→ Collected data entries
┌──

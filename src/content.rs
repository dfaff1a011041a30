//! Vendor-neutral message model.
//!
//! Every adapter consumes these types; none of them know about a specific
//! wire format. Upstream JSON can be ingested with [`Message::from_value`].

use std::fmt;
use std::str::FromStr;

use base64::Engine;
use base64::engine::general_purpose::STANDARD as BASE64;
use serde_json::{Map, Value};

use crate::error::ProviderError;

#[derive(Clone, Copy, Debug, PartialEq, Eq, Hash)]
pub enum Role {
    System,
    User,
    Assistant,
    Tool,
}

impl Role {
    pub fn as_str(&self) -> &'static str {
        match self {
            Role::System => "system",
            Role::User => "user",
            Role::Assistant => "assistant",
            Role::Tool => "tool",
        }
    }
}

impl fmt::Display for Role {
    fn fmt(&self, f: &mut fmt::Formatter<'_>) -> fmt::Result {
        f.write_str(self.as_str())
    }
}

impl FromStr for Role {
    type Err = ProviderError;

    /// Accepts the role spellings used across vendors, case-insensitively.
    fn from_str(value: &str) -> Result<Self, Self::Err> {
        match value.trim().to_ascii_lowercase().as_str() {
            "system" | "developer" => Ok(Role::System),
            "user" | "human" => Ok(Role::User),
            "assistant" | "model" | "ai" => Ok(Role::Assistant),
            "tool" | "function" => Ok(Role::Tool),
            other => Err(ProviderError::invalid_model_input(
                "role",
                format!("unknown role `{other}`"),
            )),
        }
    }
}

/// Where the bytes of an image or file live.
#[derive(Clone, Debug, PartialEq, Eq)]
pub enum ContentSource {
    Url(String),
    Inline {
        mime_type: String,
        data_base64: String,
    },
}

impl ContentSource {
    pub fn url(url: impl Into<String>) -> Result<Self, ProviderError> {
        let url = url.into();
        url::Url::parse(&url)
            .map_err(|err| ProviderError::invalid_model_input("url", format!("`{url}`: {err}")))?;
        Ok(Self::Url(url))
    }

    pub fn inline_bytes(mime_type: impl Into<String>, bytes: &[u8]) -> Self {
        Self::Inline {
            mime_type: mime_type.into(),
            data_base64: BASE64.encode(bytes),
        }
    }

    pub fn inline_base64(
        mime_type: impl Into<String>,
        data_base64: impl Into<String>,
    ) -> Result<Self, ProviderError> {
        let mime_type = mime_type.into();
        let data_base64 = data_base64.into();
        if mime_type.trim().is_empty() {
            return Err(ProviderError::invalid_model_input(
                "mime_type",
                "inline content requires a mime type",
            ));
        }
        BASE64
            .decode(data_base64.as_bytes())
            .map_err(|err| ProviderError::invalid_model_input("bytes_base64", err.to_string()))?;
        Ok(Self::Inline {
            mime_type,
            data_base64,
        })
    }

    pub fn is_url(&self) -> bool {
        matches!(self, Self::Url(_))
    }

    /// `data:` URI for inline content, the URL itself otherwise.
    pub fn to_uri(&self) -> String {
        match self {
            Self::Url(url) => url.clone(),
            Self::Inline {
                mime_type,
                data_base64,
            } => format!("data:{mime_type};base64,{data_base64}"),
        }
    }
}

#[derive(Clone, Debug, PartialEq, Eq)]
pub struct ImageRef {
    pub source: ContentSource,
}

impl ImageRef {
    pub fn new(source: ContentSource) -> Self {
        Self { source }
    }
}

#[derive(Clone, Debug, PartialEq, Eq)]
pub struct FileRef {
    pub source: ContentSource,
    pub filename: Option<String>,
}

impl FileRef {
    pub fn new(source: ContentSource) -> Self {
        Self {
            source,
            filename: None,
        }
    }

    pub fn with_filename(mut self, filename: impl Into<String>) -> Self {
        self.filename = Some(filename.into());
        self
    }
}

#[derive(Clone, Debug, PartialEq, Eq)]
pub enum ContentPart {
    Text(String),
    Image(ImageRef),
    File(FileRef),
}

impl From<&str> for ContentPart {
    fn from(value: &str) -> Self {
        ContentPart::Text(value.to_string())
    }
}

impl From<String> for ContentPart {
    fn from(value: String) -> Self {
        ContentPart::Text(value)
    }
}

impl From<ImageRef> for ContentPart {
    fn from(value: ImageRef) -> Self {
        ContentPart::Image(value)
    }
}

impl From<FileRef> for ContentPart {
    fn from(value: FileRef) -> Self {
        ContentPart::File(value)
    }
}

/// A tool invocation requested natively by a model.
#[derive(Clone, Debug, PartialEq)]
pub struct ToolCall {
    pub id: String,
    pub name: String,
    pub arguments: Value,
}

#[derive(Clone, Debug, PartialEq)]
pub struct Message {
    pub role: Role,
    pub content: Vec<ContentPart>,
    /// Native tool calls made by an assistant turn.
    pub tool_calls: Vec<ToolCall>,
    /// Set on tool results that answer a native tool call.
    pub tool_call_id: Option<String>,
}

impl Message {
    pub fn new(role: Role, text: impl Into<String>) -> Self {
        Self {
            role,
            content: vec![ContentPart::Text(text.into())],
            tool_calls: Vec::new(),
            tool_call_id: None,
        }
    }

    pub fn with_parts(role: Role, parts: Vec<ContentPart>) -> Self {
        Self {
            role,
            content: parts,
            tool_calls: Vec::new(),
            tool_call_id: None,
        }
    }

    pub fn system(text: impl Into<String>) -> Self {
        Self::new(Role::System, text)
    }

    pub fn user(text: impl Into<String>) -> Self {
        Self::new(Role::User, text)
    }

    pub fn assistant(text: impl Into<String>) -> Self {
        Self::new(Role::Assistant, text)
    }

    /// Result of a native tool call, addressed by the call id.
    pub fn tool_result(tool_call_id: impl Into<String>, text: impl Into<String>) -> Self {
        let mut message = Self::new(Role::Tool, text);
        message.tool_call_id = Some(tool_call_id.into());
        message
    }

    /// Tool output that is not tied to a native call id.
    pub fn observation(text: impl Into<String>) -> Self {
        Self::new(Role::Tool, text)
    }

    pub fn with_part(mut self, part: impl Into<ContentPart>) -> Self {
        self.content.push(part.into());
        self
    }

    pub fn with_tool_calls(mut self, tool_calls: Vec<ToolCall>) -> Self {
        self.tool_calls = tool_calls;
        self
    }

    /// Concatenated text parts, newline separated.
    pub fn text(&self) -> String {
        self.content
            .iter()
            .filter_map(|part| match part {
                ContentPart::Text(text) => Some(text.as_str()),
                ContentPart::Image(_) | ContentPart::File(_) => None,
            })
            .collect::<Vec<_>>()
            .join("\n")
    }

    pub(crate) fn ensure_not_empty(&self) -> Result<(), ProviderError> {
        if self.content.is_empty() && self.tool_calls.is_empty() {
            return Err(ProviderError::invalid_model_input(
                "content",
                format!("{} message has no content", self.role),
            ));
        }
        Ok(())
    }

    /// Builds a message from loosely-typed upstream JSON.
    ///
    /// `content` may be a bare string or an array mixing strings and part
    /// objects tagged `text`, `image` or `file`.
    pub fn from_value(value: &Value) -> Result<Self, ProviderError> {
        let object = value
            .as_object()
            .ok_or_else(|| {
                ProviderError::invalid_model_input("message", "expected a JSON object")
            })?;

        let role = object
            .get("role")
            .and_then(Value::as_str)
            .ok_or_else(|| ProviderError::invalid_model_input("role", "expected a string"))?
            .parse::<Role>()?;

        let content = match object.get("content") {
            None | Some(Value::Null) => Vec::new(),
            Some(Value::String(text)) => vec![ContentPart::Text(text.clone())],
            Some(Value::Array(parts)) => parts
                .iter()
                .enumerate()
                .map(|(index, part)| parse_part(index, part))
                .collect::<Result<Vec<_>, _>>()?,
            Some(other) => {
                return Err(ProviderError::invalid_model_input(
                    "content",
                    format!("expected a string or an array of parts, got {other}"),
                ));
            }
        };

        let tool_calls = match object.get("tool_calls") {
            None | Some(Value::Null) => Vec::new(),
            Some(Value::Array(calls)) => calls
                .iter()
                .enumerate()
                .map(|(index, call)| parse_tool_call(index, call))
                .collect::<Result<Vec<_>, _>>()?,
            Some(_) => {
                return Err(ProviderError::invalid_model_input(
                    "tool_calls",
                    "expected an array",
                ));
            }
        };

        let tool_call_id = object
            .get("tool_call_id")
            .and_then(Value::as_str)
            .map(str::to_string);

        let message = Self {
            role,
            content,
            tool_calls,
            tool_call_id,
        };
        message.ensure_not_empty()?;
        Ok(message)
    }
}

fn parse_part(index: usize, part: &Value) -> Result<ContentPart, ProviderError> {
    let field = |name: &str| format!("content[{index}].{name}");

    let object = match part {
        Value::String(text) => return Ok(ContentPart::Text(text.clone())),
        Value::Object(object) => object,
        other => {
            return Err(ProviderError::invalid_model_input(
                format!("content[{index}]"),
                format!("expected a string or a part object, got {other}"),
            ));
        }
    };

    let kind = object
        .get("type")
        .and_then(Value::as_str)
        .ok_or_else(|| ProviderError::invalid_model_input(field("type"), "missing part type"))?;

    match kind {
        "text" => object
            .get("text")
            .or_else(|| object.get("value"))
            .and_then(Value::as_str)
            .map(|text| ContentPart::Text(text.to_string()))
            .ok_or_else(|| ProviderError::invalid_model_input(field("text"), "expected a string")),
        "image" => Ok(ContentPart::Image(ImageRef::new(parse_source(
            object, &field,
        )?))),
        "file" => {
            let mut file = FileRef::new(parse_source(object, &field)?);
            file.filename = object
                .get("filename")
                .and_then(Value::as_str)
                .map(str::to_string);
            Ok(ContentPart::File(file))
        }
        other => Err(ProviderError::invalid_model_input(
            field("type"),
            format!("unknown content part type `{other}`"),
        )),
    }
}

fn parse_source(
    object: &Map<String, Value>,
    field: &dyn Fn(&str) -> String,
) -> Result<ContentSource, ProviderError> {
    if let Some(url) = object.get("url").and_then(Value::as_str) {
        return ContentSource::url(url)
            .map_err(|err| ProviderError::invalid_model_input(field("url"), err.to_string()));
    }

    let mime_type = object.get("mime_type").and_then(Value::as_str);
    let data = object.get("bytes_base64").and_then(Value::as_str);
    match (mime_type, data) {
        (Some(mime_type), Some(data)) => ContentSource::inline_base64(mime_type, data)
            .map_err(|err| {
                ProviderError::invalid_model_input(field("bytes_base64"), err.to_string())
            }),
        _ => Err(ProviderError::invalid_model_input(
            field("source"),
            "expected `url` or `mime_type` with `bytes_base64`",
        )),
    }
}

fn parse_tool_call(index: usize, call: &Value) -> Result<ToolCall, ProviderError> {
    let field = |name: &str| format!("tool_calls[{index}].{name}");

    let id = call
        .get("id")
        .and_then(Value::as_str)
        .ok_or_else(|| ProviderError::invalid_model_input(field("id"), "expected a string"))?;
    let name = call
        .get("name")
        .and_then(Value::as_str)
        .ok_or_else(|| ProviderError::invalid_model_input(field("name"), "expected a string"))?;
    let arguments = match call.get("arguments") {
        None | Some(Value::Null) => Value::Object(Map::new()),
        Some(Value::String(raw)) => serde_json::from_str(raw)
            .map_err(|err| {
                ProviderError::invalid_model_input(field("arguments"), err.to_string())
            })?,
        Some(other) => other.clone(),
    };

    Ok(ToolCall {
        id: id.to_string(),
        name: name.to_string(),
        arguments,
    })
}
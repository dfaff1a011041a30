//! Provider adapters for chat and embedding models.
//!
//! Surface:
//! - `Message`/`ContentPart` content model translated per vendor by a `MessageFormatter`
//! - `ToolDeclarationBuilder` for function tools, hosted tools and JSON-schema output
//! - `ChatModel` adapters for OpenAI (chat and Responses), Anthropic and Anthropic on Bedrock
//! - `EmbeddingModel` adapters for OpenAI and Titan
//! - `Agent` loop driven by the `<thought>`/`<action>`/`<answer>` reply protocol

pub mod agent;
pub mod content;
pub mod embedding;
pub mod error;
pub mod llm;
pub mod tools;

pub use agent::{
    Agent, AgentBuilder, AgentConfig, AgentEvent, AgentParseResult, ToolInvocation, parse, query,
    query_stream,
};
pub use content::{ContentPart, ContentSource, FileRef, ImageRef, Message, Role, ToolCall};
pub use embedding::{Embedding, EmbeddingInput, EmbeddingModel};
pub use error::{AgentError, ProviderError, SchemaError, ToolError};
pub use llm::{
    CallOptions, ChatModel, CompletionRequest, CompletionResult, ProviderKind, ResponseFormat,
    TokenUsage, ToolChoice,
};
pub use tools::{
    FunctionTool, HostedToolKind, ToolDescriptor, ToolExecutor, ToolOutput, ToolRegistry,
    ToolSpec, validate_schema,
};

└──

→ Exercise aim
How many lines in the data above hold the word "ImageRef"? Answer with the number alone.

→ Final answer
7